Peritoneal neutrophil recruitment and chemokine expression after cecum ligation and puncture (CLP). Mice underwent sham or CLP procedures. Twenty-four hours later, peritoneal cells were harvested from lavage fluid and manually counted. The same numbers of cells (5 × 10⁵) from each mouse were loaded for fluorescence-activated cell-sorting (FACS) analysis. A, Total peritoneal neutrophils in the peritoneum. Neutrophil numbers were calculated based on the total cells numbers manually counted multiplied by the percentage of neutrophils as measured by FACS. Each error bar represents mean ± se of four mice. *p < .05 vs. the sham mice; **p = .001 vs. wild-type (WT) CLP. B, A representative example of FACS plots of peritoneal neutrophils from WT and toll-like receptor 2 (TLR2)^−/− mice.
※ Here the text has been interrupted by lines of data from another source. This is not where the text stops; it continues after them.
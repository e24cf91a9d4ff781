use crate::ui::ansi::{
    CLEAR_LINE_REST, CLEAR_SCREEN, CURSOR_HOME, FG_LIGHT_GRAY, PROMPT_STYLE, STYLE_BOLD,
    STYLE_ITALIC, STYLE_RESET,
};
use crate::ui::width_util::WidthUtil;
use std::io::{self, Write};

/// Screen-level helpers (banner, clearing, prompt line).
#[derive(Debug, Default, Clone)]
pub struct UiChrome {
    util: WidthUtil,
}

impl UiChrome {
    pub fn new() -> Self {
        Self::default()
    }

    pub fn banner_lines(&self) -> Vec<String> {
        const INNER_WIDTH: usize = 50;
        let version = env!("CARGO_PKG_VERSION");
        let title = format!(
            "{STYLE_BOLD}P L A N G R I D{STYLE_RESET} {FG_LIGHT_GRAY}(v{version}){STYLE_RESET}"
        );
        let subtitle = format!("{STYLE_ITALIC}Recurring events on a time grid{STYLE_RESET}");
        vec![
            format!("╭{}╮", "─".repeat(INNER_WIDTH)),
            format!("│{}│", self.center_in_box(&title, INNER_WIDTH)),
            format!("│{}│", self.center_in_box(&subtitle, INNER_WIDTH)),
            format!("╰{}╯", "─".repeat(INNER_WIDTH)),
        ]
    }

    pub fn print_banner(&self) {
        for line in self.banner_lines() {
            println!("{line}");
        }
    }

    pub fn clear_screen(&self) {
        print!("{CLEAR_SCREEN}{CURSOR_HOME}");
        let _ = io::stdout().flush();
    }

    pub fn print_prompt(&self, prompt: &str) {
        print!("{PROMPT_STYLE}{prompt}{CLEAR_LINE_REST}");
        let _ = io::stdout().flush();
    }

    /// Ends the styled input line after the user pressed enter.
    pub fn end_prompt(&self) {
        print!("{STYLE_RESET}");
        let _ = io::stdout().flush();
    }

    /// `s` centered in a `width`-column box; longer text is returned unchanged.
    pub fn center_in_box(&self, s: &str, width: usize) -> String {
        let content_width = self.util.visible_width(s);
        if content_width >= width {
            return s.to_string();
        }
        let left = (width - content_width) / 2;
        let right = width - content_width - left;
        format!("{}{}{}", " ".repeat(left), s, " ".repeat(right))
    }
}
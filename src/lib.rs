pub mod calendar;
pub mod config;
pub mod core;
pub mod errors;
pub mod extensions;
pub mod logging;
pub mod prompter;
pub mod ui;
The cells were gated on CXCR2 (chemokine receptor) and GR-1 (neutrophil marker). The cells within the circle represent neutrophils. The percentage of neutrophils is shown. C, CXCR2 expression on neutrophils recruited to the peritoneum in WT and TLR2^−/− mice. Each error bar represents mean ± se of four mice. ‡p < .001 vs. the sham mice. D, A representative example of FACS of neutrophil CXCR2 expression in WT sham (red), TLR2^−/− sham (green), WT CLP (blue), and TLR2^−/− CLP mice (black). KO, knockout (TLR2^−/−).